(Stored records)
+--
impl DiskService {
    pub fn new(settings: EngineSettings, state: Arc<EngineState>) -> Result<Self> {
        Self::with_cache(settings, state, Arc::new(MemoryCache::default()))
    }

    pub fn with_cache(
        settings: EngineSettings,
        state: Arc<EngineState>,
        cache: Arc<MemoryCache>,
    ) -> Result<Self> {
        let data_factory = Arc::new(FileFactory::new(&settings.filename, settings.read_only));
        let log_factory = Arc::new(FileFactory::new(settings.log_path(), settings.read_only));

        let mut collation = settings.collation;
        let mut invalid_state_on_open = false;

        let data_len = data_factory.get_length()?;
        if data_len == 0 {
            if settings.read_only {
                return Err(DbError::Configuration(format!(
                    "cannot create datafile {} in read-only mode",
                    settings.filename.display()
                )));
            }

            let file = data_factory.access()?;
            file.write_at(&header::build_header_page(collation), 0)?;
            file.flush()?;
            tracing::debug!(path = %settings.filename.display(), "created new datafile");
        } else {
            if data_len % PAGE_SIZE as u64 != 0 {
                return Err(DbError::Storage(format!(
                    "datafile size {} is not a multiple of the page size",
                    data_len
                )));
            }

            let file = data_factory.access()?;
            let mut page0 = vec![0u8; PAGE_SIZE];
            let read = file.read_at(&mut page0, 0)?;
            if read != PAGE_SIZE || !header::is_valid_header(&page0) {
                return Err(DbError::Storage(format!(
                    "{} is not a valid datafile",
                    settings.filename.display()
                )));
            }

            collation = header::read_collation(&page0).unwrap_or(collation);
            invalid_state_on_open = header::read_invalid_state(&page0);
        }

        let data_length = data_factory.get_length()? as i64 - PAGE_SIZE as i64;

        let log_length = if log_factory.exists() {
            let log_len = log_factory.get_length()?;
            if log_len % PAGE_SIZE as u64 != 0 {
                return Err(DbError::Storage(format!(
                    "log file size {} is not a multiple of the page size",
                    log_len
                )));
            }
            log_len as i64 - PAGE_SIZE as i64
        } else {
            -(PAGE_SIZE as i64)
        };

        Ok(Self {
            settings,
            collation,
            invalid_state_on_open,
            state,
            cache,
            data_factory,
            log_factory,
            queue: Mutex::new(None),
            data_length: AtomicI64::new(data_length),
            log_length: AtomicI64::new(log_length),
        })
    }

    pub fn settings(&self) -> &EngineSettings {
        &self.settings
    }

    /// Collation pragma read from the header (or written on creation).
    pub fn collation(&self) -> Collation {
        self.collation
    }

    /// Whether the invalid-state flag was found set when the file opened.
    /// The engine shell decides between refusing to open and rebuilding.
    pub fn invalid_state_on_open(&self) -> bool {
        self.invalid_state_on_open
    }

    pub fn cache(&self) -> &Arc<MemoryCache> {
        &self.cache
    }

    /// A reader bound to both files and the shared cache. One per executing
    /// transaction; not thread-safe.
    pub fn get_reader(&self) -> DiskReader {
        DiskReader {
            cache: self.cache.clone(),
            data_factory: self.data_factory.clone(),
            log_factory: self.log_factory.clone(),
            _not_sync: PhantomData,
        }
    }

    /// Take a zeroed writable buffer from the cache.
    pub fn new_page(&self) -> Result<Arc<PageBuffer>> {
        if self.settings.read_only {
            return Err(DbError::ReadOnly);
        }
        Ok(self.cache.new_page())
    }

    /// Reserve a log position for each writable page, promote it to
    /// readable and hand it to the background writer. Readers observing the
    /// cache see the new version immediately, before it is durable.
    pub fn write_async<I>(&self, pages: I) -> Result<usize>
    where
        I: IntoIterator<Item = Arc<PageBuffer>>,
    {
        if self.settings.read_only {
            return Err(DbError::ReadOnly);
        }

        let queue = self.get_queue()?;
        let mut count = 0;

        for page in pages {
            assert!(page.is_writable(), "write_async requires exclusively owned pages");

            let position = self.log_length.fetch_add(PAGE_SIZE as i64, Ordering::SeqCst)
                + PAGE_SIZE as i64;
            page.set_position_origin(position as u64, FileOrigin::Log);

            let readable = self.cache.move_to_readable(&page);
            queue.enqueue_page(readable)?;
            count += 1;
        }

        Ok(count)
    }

    /// Synchronous direct write to the datafile for pages not shared with
    /// the cache, flushing when done. Used by the checkpoint to apply log
    /// pages to their target positions.
    pub fn write<I>(&self, pages: I) -> Result<()>
    where
        I: IntoIterator<Item = Arc<PageBuffer>>,
    {
        if self.settings.read_only {
            return Err(DbError::ReadOnly);
        }

        let file = self.data_factory.access()?;

        for page in pages {
            assert_eq!(page.share_counter(), 0, "direct writes require unshared buffers");
            let position = page.position();
            assert!(position != POSITION_NOT_SET, "page position must be set");
            assert!(position % PAGE_SIZE as u64 == 0, "page position must be aligned");

            self.data_length.fetch_max(position as i64, Ordering::SeqCst);
            file.write_at(page.slice(), position)?;
        }

        file.flush()
    }

    /// Truncate or extend a file. For the log this requires the writer
    /// queue to be fully drained.
    pub fn set_length(&self, length: u64, origin: FileOrigin) -> Result<()> {
        if self.settings.read_only {
            return Err(DbError::ReadOnly);
        }
        assert!(length % PAGE_SIZE as u64 == 0, "file length must be page aligned");

        match origin {
            FileOrigin::Log => {
                let queue = self.queue.lock().clone();
                if let Some(queue) = queue {
                    queue.wait()?;
                }

                self.log_length.store(length as i64 - PAGE_SIZE as i64, Ordering::SeqCst);
                self.log_factory.access()?.set_len(length)?;
                tracing::debug!(length, "log file truncated");
            }
            FileOrigin::Data => {
                self.data_length.store(length as i64 - PAGE_SIZE as i64, Ordering::SeqCst);
                self.data_factory.access()?.set_len(length)?;
            }
        }

        Ok(())
    }

    /// Highest reserved byte offset plus one page. May exceed the
    /// kernel-visible length while the async writer lags; readers must use
    /// this, never the physical length.
    pub fn get_virtual_length(&self, origin: FileOrigin) -> u64 {
        let counter = match origin {
            FileOrigin::Data => &self.data_length,
            FileOrigin::Log => &self.log_length,
        };
        (counter.load(Ordering::SeqCst) + PAGE_SIZE as i64) as u64
    }

    /// Conservative ceiling on total item count, used by higher layers to
    /// detect pointer-loop corruption while walking lists.
    pub fn max_items_count(&self) -> u64 {
        let pages = (self.get_virtual_length(FileOrigin::Data)
            + self.get_virtual_length(FileOrigin::Log))
            / PAGE_SIZE as u64;
        (pages + 10) * 255
    }

    /// Read the whole file as a lazy sequence of single-use buffers,
    /// bypassing the cache. Callers should drain the writer queue first
    /// when reading the log.
    pub fn read_full(&self, origin: FileOrigin) -> Result<ReadFull> {
        let factory = match origin {
            FileOrigin::Data => &self.data_factory,
            FileOrigin::Log => &self.log_factory,
        };

        if !factory.exists() {
            return Ok(ReadFull {
                file: None,
                origin,
                pages: 0,
                current: 0,
            });
        }

        let file = factory.access()?;
        let length = file.len()?;
        assert!(length % PAGE_SIZE as u64 == 0, "file length must be page aligned");

        Ok(ReadFull {
            file: Some(file),
            origin,
            pages: length / PAGE_SIZE as u64,
            current: 0,
        })
    }

    /// Rollback path for mutated pages: straight back to the free pool.
    pub fn discard_dirty_pages(&self, pages: &[Arc<PageBuffer>]) {
        for page in pages {
            self.cache.discard_page(page);
        }
    }

    /// Rollback path for unmodified pages: keep the loaded content cached
    /// when no reader raced us, else discard.
    pub fn discard_clean_pages(&self, pages: &[Arc<PageBuffer>]) {
        for page in pages {
            if !self.cache.try_move_to_readable(page) {
                self.cache.discard_page(page);
            }
        }
    }

    /// Set the invalid-state flag in page 0 so the next open triggers
    /// recovery. Retries briefly on sharing violations since this runs
    /// during abnormal close.
    pub fn mark_as_invalid_state(&self) -> Result<()> {
        if self.settings.read_only {
            return Err(DbError::ReadOnly);
        }

        let mut last_error = None;
        for attempt in 0..MARK_INVALID_RETRIES {
            match self.try_mark_invalid() {
                Ok(()) => return Ok(()),
                Err(err @ DbError::Io(_)) => {
                    if attempt + 1 < MARK_INVALID_RETRIES {
                        std::thread::sleep(MARK_INVALID_BACKOFF);
                    }
                    last_error = Some(err);
                }
                Err(err) => return Err(err),
            }
        }

        Err(last_error.expect("loop ran at least once"))
    }

    fn try_mark_invalid(&self) -> Result<()> {
        let file = self.data_factory.access()?;
        file.write_at(&[1], header::P_INVALID_DATAFILE_STATE as u64)?;
        file.flush()
    }

    /// Length of the unflushed writer backlog.
    pub fn queue_length(&self) -> usize {
        self.queue.lock().as_ref().map_or(0, |q| q.queue_length())
    }

    /// Durability barrier: block until every enqueued page is written and
    /// flushed. The caller must hold the engine write lock so no enqueue
    /// races the wait.
    pub fn wait_queue(&self) -> Result<()> {
        let queue = self.queue.lock().clone();
        match queue {
            Some(queue) => queue.wait(),
            None => Ok(()),
        }
    }

    fn get_queue(&self) -> Result<Arc<DiskWriterQueue>> {
        let mut queue = self.queue.lock();

        if let Some(queue) = queue.as_ref() {
            return Ok(queue.clone());
        }

        let file = self.log_factory.access()?;
        let created = Arc::new(DiskWriterQueue::new(file, self.state.clone())?);
        *queue = Some(created.clone());
        Ok(created)
    }

    /// Drain the writer, close both files and remove the log when it holds
    /// no pages. Called on drop; errors are logged, not raised.
    fn dispose(&self) {
        let queue = self.queue.lock().take();
        if let Some(queue) = queue {
            if let Err(err) = queue.wait() {
                tracing::warn!(error = %err, "log writer failed before close");
            }
            queue.dispose();
        }

        self.data_factory.close();

        let log_is_empty = self.log_length.load(Ordering::SeqCst) == -(PAGE_SIZE as i64);
        if self.log_factory.exists() && log_is_empty {
            if let Err(err) = self.log_factory.delete() {
                tracing::warn!(error = %err, "could not delete empty log file");
            }
        } else {
            self.log_factory.close();
        }
    }
}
+--
Show the lines of the data that hold the word "warn".

| RESPONSE |
                tracing::warn!(error = %err, "log writer failed before close");
                tracing::warn!(error = %err, "could not delete empty log file");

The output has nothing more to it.